MAP → Regularization (L1, L2)

Gaussian → Weight init, noise modeling

Bernoulli/Categorical → Classification

Cross-Entropy → Classification loss

KL Divergence → VAE, RL

Bias-Variance → Model selection

Hypothesis Testing → A/B testing

Sampling → Monte Carlo, bootstrap

Practice Problems

1. If P(A) = 0.3, P(B|A) = 0.7, what is P(A ∩ B)?

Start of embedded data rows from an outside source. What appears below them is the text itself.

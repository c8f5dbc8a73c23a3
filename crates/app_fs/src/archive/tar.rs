//! TAR backend (optionally gzip-compressed)
//!
//! Tar has no random access, so extraction rescans up to the entry.

use super::{ArchiveBackend, EntryHandle, RawEntry};
use crate::{FsError, Result};
use chrono::{DateTime, Utc};
use flate2::read::GzDecoder;
use std::fs::File;
use std::io::{BufReader, Read, Write};
use std::path::{Path, PathBuf};

pub(crate) struct TarBackend {
    path: PathBuf,
    gzip: bool,
}

impl TarBackend {
    pub fn open(path: &Path, gzip: bool) -> Result<Self> {
        File::open(path)?;
        Ok(Self {
            path: path.to_path_buf(),
            gzip,
        })
    }

    fn archive(&self) -> Result<tar::Archive<Box<dyn Read>>> {
        let file = BufReader::new(File::open(&self.path)?);
        let reader: Box<dyn Read> = if self.gzip {
            Box::new(GzDecoder::new(file))
        } else {
            Box::new(file)
        };
        Ok(tar::Archive::new(reader))
    }
}

fn corrupt(e: std::io::Error) -> FsError {
    FsError::CorruptArchive(e.to_string())
}

impl ArchiveBackend for TarBackend {
    fn entries(&mut self) -> Result<Vec<RawEntry>> {
        let mut archive = self.archive()?;
        let mut entries = Vec::new();

        for (i, entry) in archive.entries().map_err(corrupt)?.enumerate() {
            let entry = entry.map_err(corrupt)?;
            let header = entry.header();
            let entry_type = header.entry_type();
            if !entry_type.is_file() && !entry_type.is_dir() {
                continue;
            }

            let name = entry.path().map_err(corrupt)?.to_string_lossy().to_string();
            let modified = header
                .mtime()
                .ok()
                .and_then(|secs| DateTime::<Utc>::from_timestamp(secs as i64, 0));

            entries.push(RawEntry {
                name,
                is_dir: entry_type.is_dir(),
                size: entry.size(),
                modified,
                handle: EntryHandle::Index(i),
            });
        }

        Ok(entries)
    }

    fn extract(&mut self, handle: &EntryHandle, sink: &mut dyn Write) -> Result<u64> {
        let EntryHandle::Index(target) = handle else {
            return Err(FsError::Archive("tar entries are addressed by position".into()));
        };

        let mut archive = self.archive()?;
        for (i, entry) in archive.entries()?.enumerate() {
            let mut entry = entry?;
            if i == *target {
                return Ok(std::io::copy(&mut entry, sink)?);
            }
        }

        Err(FsError::NotFound(format!("tar entry #{}", target)))
    }
}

2. X ~ N(10, 4). What is P(X < 12)?

3. Calculate entropy of a fair 6-sided die

4. Given y = [0,1,0], ŷ = [0.2, 0.6, 0.2], find cross-entropy

5. Var(3X + 5) = ? if Var(X) = 4

Show Answers

1. P(A ∩ B) = P(B|A)×P(A) = 0.7×0.3 = 0.21

2. z = (12-10)/2 = 1, P(Z<1) ≈ 0.8413

3. H = -Σ(1/6)log₂(1/6) = log₂(6) ≈ 2.58 bits

4. CE = -[0×log(0.2) + 1×log(0.6) + 0×log(0.2)] = -log(0.6) ≈ 0.51

5. Var(3X + 5) = 3²×Var(X) = 9×4 = 36

Pro Tips

For ML/DL

Focus on Bayes, MLE, Cross-Entropy, and distributions - they're the foundation of modern ML.

For Interviews

Be able to explain CLT, bias-variance tradeoff, and why we use cross-entropy for classification.

Practice

Work through probability problems daily. Understand the intuition, not just formulas.